Wednesday, September 17, 2014

Programme of Action to Prevent, Combat and Eradicate the Illicit Trade in Small Arms and Light Weapons in All Its Aspects

Statement by  H.E. Dr. Zahir Tanin  Ambassador, Permanent Representative of the Islamic Republic of Afghanistan to the United Nations
Open-Ended Informal Consultations on the Biennial Meeting of States to Consider the Implementation of the Programme of Action to Prevent, Combat and Eradicate the Illicit Trade in Small Arms and Light Weapons in All Its Aspects

I would like to profoundly thank all the Member States for the nomination as Chair-designate of the “Fifth Biennial Meeting of States to Consider Implementation of the Programme of Action to Prevent, Combat and Eradicate the Illicit Trade in Small Arms and Light Weapons in All Its Aspects,” tentatively scheduled for 16–20 June 2014. I am grateful for your trust, and I look forward to playing this role to the best of my abilities.

Around the world, small arms and light weapons are fueling conflict, instability, and creating obstacles to development, peace, and security.   The human cost is massive, and their impact fueling violence by terrorists, drug cartels, criminal gangs, and insurgents is extreme.

Since the adoption of the Programme of Action in 2001, the world has witnessed a great deal of progress in dealing with illicit arms circulation. Member states have made major achievements in terms of establishing national laws and commissions, enhancing capacities of institutions, increasing the security of their arms depots and ammunitions, and preventing the diversion of these weapons to non-state actors.

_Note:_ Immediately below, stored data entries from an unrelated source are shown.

//! Minimal metrics registry for the admission path.
//!
//! No external metrics crate is used; counters with dynamic labels are backed
//! by `DashMap`. Labels are flattened into sorted key vectors to keep
//! deterministic ordering in the rendered output.

use std::fmt::Write;
use std::sync::atomic::{AtomicU64, Ordering};

use dashmap::DashMap;

use smsgate_core::error::ErrorCode;

use crate::policy::DropReason;

/// Helper to escape label values.
fn escape_label(v: &str) -> String {
    v.replace('\\', "\\\\").replace('"', "\\\"").replace('\n', "\\n")
}

#[derive(Default)]
pub struct CounterVec {
    map: DashMap<Vec<(String, String)>, AtomicU64>,
}

impl CounterVec {
    /// Increment by 1.
    pub fn inc(&self, labels: &[(&str, &str)]) {
        let mut key: Vec<(String, String)> = labels
            .iter()
            .map(|(k, v)| (k.to_string(), v.to_string()))
            .collect();
        key.sort();

        let counter = self.map.entry(key).or_insert_with(|| AtomicU64::new(0));
        counter.fetch_add(1, Ordering::Relaxed);
    }

    /// Sum across all label sets.
    pub fn total(&self) -> u64 {
        self.map.iter().map(|r| r.value().load(Ordering::Relaxed)).sum()
    }

    /// Render in Prometheus text exposition format.
    fn render(&self, name: &str, out: &mut String) {
        let _ = writeln!(out, "# TYPE {} counter", name);
        for r in self.map.iter() {
            let key = r.key();
            let val = r.value().load(Ordering::Relaxed);
            let label_str = key
                .iter()
                .map(|(k, v)| format!("{}=\"{}\"", k, escape_label(v)))
                .collect::<Vec<_>>()
                .join(",");
            let _ = writeln!(out, "{}{{{}}} {}", name, label_str, val);
        }
    }
}

/// Counters for every admission outcome.
#[derive(Default)]
pub struct AdmissionMetrics {
    pub forwarded: CounterVec,
    pub dropped: CounterVec,
    pub rejected: CounterVec,
    pub fdn_checks: CounterVec,
}

impl AdmissionMetrics {
    pub fn record_forwarded(&self, entry: &str) {
        self.forwarded.inc(&[("entry", entry)]);
    }

    pub fn record_dropped(&self, entry: &str, reason: DropReason) {
        self.dropped.inc(&[("entry", entry), ("reason", reason.as_str())]);
    }

    pub fn record_rejected(&self, entry: &str, code: ErrorCode) {
        self.rejected.inc(&[("entry", entry), ("code", code.as_str())]);
    }

    pub fn record_fdn_check(&self, blocked: bool) {
        let label = if blocked { "true" } else { "false" };
        self.fdn_checks.inc(&[("blocked", label)]);
    }

    /// Render all registered metrics.
    pub fn render(&self) -> String {
        let mut out = String::new();
        self.forwarded.render("smsgate_sends_forwarded_total", &mut out);
        self.dropped.render("smsgate_sends_dropped_total", &mut out);
        self.rejected.render("smsgate_sends_rejected_total", &mut out);
        self.fdn_checks.render("smsgate_fdn_checks_total", &mut out);
        out
    }
}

The outcome document on the implementation of the Program of Action to prevent, combat, and eradicate the illicit trade in small arms and light weapons in all its aspects, which was adopted by consensus during the 2nd review conference from the 27th of August to the 7th September last year in New York, represented considerable progress.   We consider this document a major success of the international community on the implementation of the Programme of Action.

Still, much work has to be done. Cooperation among states in tracking illicit arms remains a challenge. Many countries lack the capacity to exercise effective control over unregulated weapons within their borders.  Others have weak national reporting mechanisms. State budgets are still invested in weapons at the expense of investment in development programs.

Curbing the devastating scourge of illicit small arms and light weapons is of prime importance for countries like my country, Afghanistan.   Afghanistan has been a major victim of this scourge; more than 1.5 million Afghans have been killed by these weapons.  The atrocities are ongoing- one of the biggest killers is the IED used by the Taliban and other terrorist groups.

As Chair-designate, I would like to reassure you that I will do my utmost to have an open, inclusive, and balanced process in dealing with this issue. I will listen carefully, and pay close attention to your views and suggestions.

The upcoming First Committee will be an excellent and timely opportunity to consult with you on your priorities for BMS5. Therefore, I intend to organize our first open-ended consultations in October to discuss priority issues and topics of relevance to be addressed during the BMS5, as well as problems and opportunities arising from the implementation of the Programme of Action.

Moving ahead, I am open to your suggestions, comments and concerns. Thank you and I look forward to your cooperation.